The Gladestry Old Men’s Lunch takes place every month, and the attendees could hardly be said to be representative. All are white, and all are at least nearing seventy. Many are considerably older than that. Given that homogeneity, there is a perhaps surprising range of political opinions, from quite far to the right to quite far to the left, and from passionately anti-Brexit to convinced pro-Brexit. To maintain harmony, these things are not often mentioned. At the most recent lunch, however, politics were discussed, and there was not one dissenting voice. It was universally agreed that there was not one person in the upper levels of any of the three main political parties for whom one could feel a shred of respect.

Ayn Rand would, of course, have agreed, and went even further. There is not a single politician in ‘Atlas Shrugged’ who is not simultaneously venal, corrupt, greedy and stupid. And whereas at our lunch there was considerable discussion about how it was that what we had always thought of as a reasonably sensible country had got itself into this state, for her there was no problem. Politicians are like that.

For us, however, that was not enough of a reason.

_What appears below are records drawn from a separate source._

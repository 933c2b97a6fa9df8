//! Bit-level `f64` helpers used to round magnitude bounds outward and to
//! move between `f64` and the wide-exponent types.

const TWO_POW_64: f64 = 18_446_744_073_709_551_616.0;

/// Width of the `f64` significand in bits.
pub const F64_BITS: u32 = 53;

/// Returns the smallest `f64` strictly greater than `x`.
///
/// `NaN` and `+inf` are returned unchanged.
pub fn next_up(x: f64) -> f64 {
    if x.is_nan() || x == f64::INFINITY {
        return x;
    }
    if x == 0.0 {
        return f64::from_bits(1);
    }
    let bits = x.to_bits();
    if x > 0.0 {
        f64::from_bits(bits + 1)
    } else {
        f64::from_bits(bits - 1)
    }
}

/// Returns the largest `f64` strictly smaller than `x`.
pub fn next_down(x: f64) -> f64 {
    -next_up(-x)
}

/// Splits a finite non-zero `x` into `(m, e)` with `x = m * 2^e` and
/// `0.5 <= |m| < 1`. Zero and non-finite values are returned as `(x, 0)`.
pub fn frexp(x: f64) -> (f64, i64) {
    if x == 0.0 || !x.is_finite() {
        return (x, 0);
    }
    let bits = x.to_bits();
    let raw_exp = ((bits >> 52) & 0x7ff) as i64;
    if raw_exp == 0 {
        let (m, e) = frexp(x * TWO_POW_64);
        return (m, e - 64);
    }
    let m = f64::from_bits((bits & !(0x7ff_u64 << 52)) | (1022_u64 << 52));
    (m, raw_exp - 1022)
}

/// Computes `x * 2^e`, saturating to infinity or zero outside the `f64` range.
pub fn ldexp(x: f64, e: i64) -> f64 {
    if x == 0.0 || !x.is_finite() {
        return x;
    }
    if e > 2200 {
        return x.signum() * f64::INFINITY;
    }
    if e < -2200 {
        return x.signum() * 0.0;
    }
    let mut value = x;
    let mut rest = e;
    while rest > 1000 {
        value *= 2f64.powi(1000);
        rest -= 1000;
    }
    while rest < -1000 {
        value *= 2f64.powi(-1000);
        rest += 1000;
    }
    value * 2f64.powi(rest as i32)
}

/// Error-free addition: returns `(s, e)` with `s = fl(a + b)` and
/// `a + b = s + e` exactly whenever `s` is finite.
pub fn two_sum(a: f64, b: f64) -> (f64, f64) {
    let s = a + b;
    let bb = s - a;
    let err = (a - (s - bb)) + (b - bb);
    (s, err)
}

/// Error-free multiplication: returns `(p, e)` with `p = fl(a * b)` and
/// `a * b = p + e` exactly unless the product underflows.
pub fn two_prod(a: f64, b: f64) -> (f64, f64) {
    let p = a * b;
    let err = a.mul_add(b, -p);
    (p, err)
}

Most of us could remember at least one politician we had admired (seldom the same one) and, in typical old-man fashion, at my end of the table we knew who to blame. It was the media, and their preference for three-word soundbites rather than hard looks at the facts.

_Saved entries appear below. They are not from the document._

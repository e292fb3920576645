// src/models/assessment.rs

use std::collections::BTreeMap;

use serde::{Deserialize, Serialize};
use validator::Validate;

use super::family::{Dimension, Family, WeightVector};

/// Represents the 'tests' table. Provisioned by admins, read-only afterwards.
#[derive(Debug, Clone, Serialize)]
pub struct Test {
    pub id: i64,
    pub name: String,
    pub family: Family,
    pub description: Option<String>,
    pub created_at: chrono::DateTime<chrono::Utc>,
}

/// A choice including its weights. Never sent to test-takers.
#[derive(Debug, Clone, Serialize)]
pub struct Choice {
    pub id: i64,
    pub question_id: i64,
    pub label: String,
    pub weights: WeightVector,
}

/// A question with all of its choices.
#[derive(Debug, Clone, Serialize)]
pub struct Question {
    pub id: i64,
    pub test_id: i64,
    pub prompt: String,
    pub choices: Vec<Choice>,
}

/// Ownership facts about a question, used to validate answers.
#[derive(Debug, Clone, PartialEq, Eq)]
pub struct QuestionRef {
    pub id: i64,
    pub test_id: i64,
}

/// Ownership facts and weights of a choice, used to validate and score answers.
#[derive(Debug, Clone, PartialEq, Eq)]
pub struct ChoiceRef {
    pub id: i64,
    pub question_id: i64,
    pub weights: WeightVector,
}

/// DTO for sending a choice to the client (weights hidden).
#[derive(Debug, Serialize)]
pub struct PublicChoice {
    pub id: i64,
    pub label: String,
}

/// DTO for sending a question to the client.
#[derive(Debug, Serialize)]
pub struct PublicQuestion {
    pub id: i64,
    pub prompt: String,
    pub choices: Vec<PublicChoice>,
}

impl From<Question> for PublicQuestion {
    fn from(q: Question) -> Self {
        Self {
            id: q.id,
            prompt: q.prompt,
            choices: q
                .choices
                .into_iter()
                .map(|c| PublicChoice {
                    id: c.id,
                    label: c.label,
                })
                .collect(),
        }
    }
}

/// DTO for creating a new test.
#[derive(Debug, Deserialize, Validate)]
pub struct CreateTestRequest {
    #[validate(length(min = 1, max = 200))]
    pub name: String,
    pub family: Family,
    #[validate(length(max = 2000))]
    pub description: Option<String>,
}

/// DTO for one choice inside [`CreateQuestionRequest`].
#[derive(Debug, Serialize, Deserialize)]
pub struct CreateChoiceRequest {
    pub label: String,
    pub weights: BTreeMap<Dimension, u32>,
}

/// DTO for adding a question (with its weighted choices) to a test.
#[derive(Debug, Deserialize, Validate)]
pub struct CreateQuestionRequest {
    #[validate(length(min = 1, max = 1000))]
    pub prompt: String,
    #[validate(custom(function = validate_choices))]
    pub choices: Vec<CreateChoiceRequest>,
}

fn validate_choices(choices: &[CreateChoiceRequest]) -> Result<(), validator::ValidationError> {
    if choices.is_empty() {
        return Err(validator::ValidationError::new("choices_cannot_be_empty"));
    }
    for choice in choices {
        if choice.label.trim().is_empty() {
            return Err(validator::ValidationError::new("choice_label_empty"));
        }
        if choice.label.len() > 500 {
            return Err(validator::ValidationError::new("choice_label_too_long"));
        }
    }
    Ok(())
}

/// Insert payload for a test, after validation and sanitising.
#[derive(Debug, Clone)]
pub struct NewTest {
    pub name: String,
    pub family: Family,
    pub description: Option<String>,
}

/// Insert payload for a question and its choices.
#[derive(Debug, Clone)]
pub struct NewQuestion {
    pub test_id: i64,
    pub prompt: String,
    pub choices: Vec<NewChoice>,
}

#[derive(Debug, Clone)]
pub struct NewChoice {
    pub label: String,
    pub weights: WeightVector,
}
// src/services/mod.rs

pub mod profile;
pub mod scoring;
pub mod submission;
pub mod validation;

John Galt, the hero of ‘Atlas Shrugged’, was certainly no fan of three-word soundbites. When he decided to use his almost supernatural understanding of physics and electrical engineering to take over the media, it was to harangue the people of America in a monologue that stretches over almost sixty pages of my edition of the book. How long it would have taken to deliver is not specified, but when he was about three-quarters of the way through Galt spoke to his audience about

“… the fence that you have been straddling for two hours while hearing my words”

Which supposes that, of course, that anyone was still listening. Insofar as Galt had a soundbite to deliver it was this:

“I swear by my life and my love of it that I will never live for the sake of another man, nor ask another man to live for mine”.

He then put this mission statement into effect by asking every talented person he could find to live for him and his philosophy. It is at this point that the whole grand Ayn Rand edifice crumbles. Even the improbable genius that was John Galt could do nothing without the help and co-operation of other people.

In the grand finale Galt succeeded in his aim. The United States was in ruins and most of its inhabitants were dead, or were about to die as a result of war, famine and/or disease.

Much as one would like to see the back of the gruesome trio of Johnson, Corbyn and Swinson, this seems a rather drastic way of achieving it.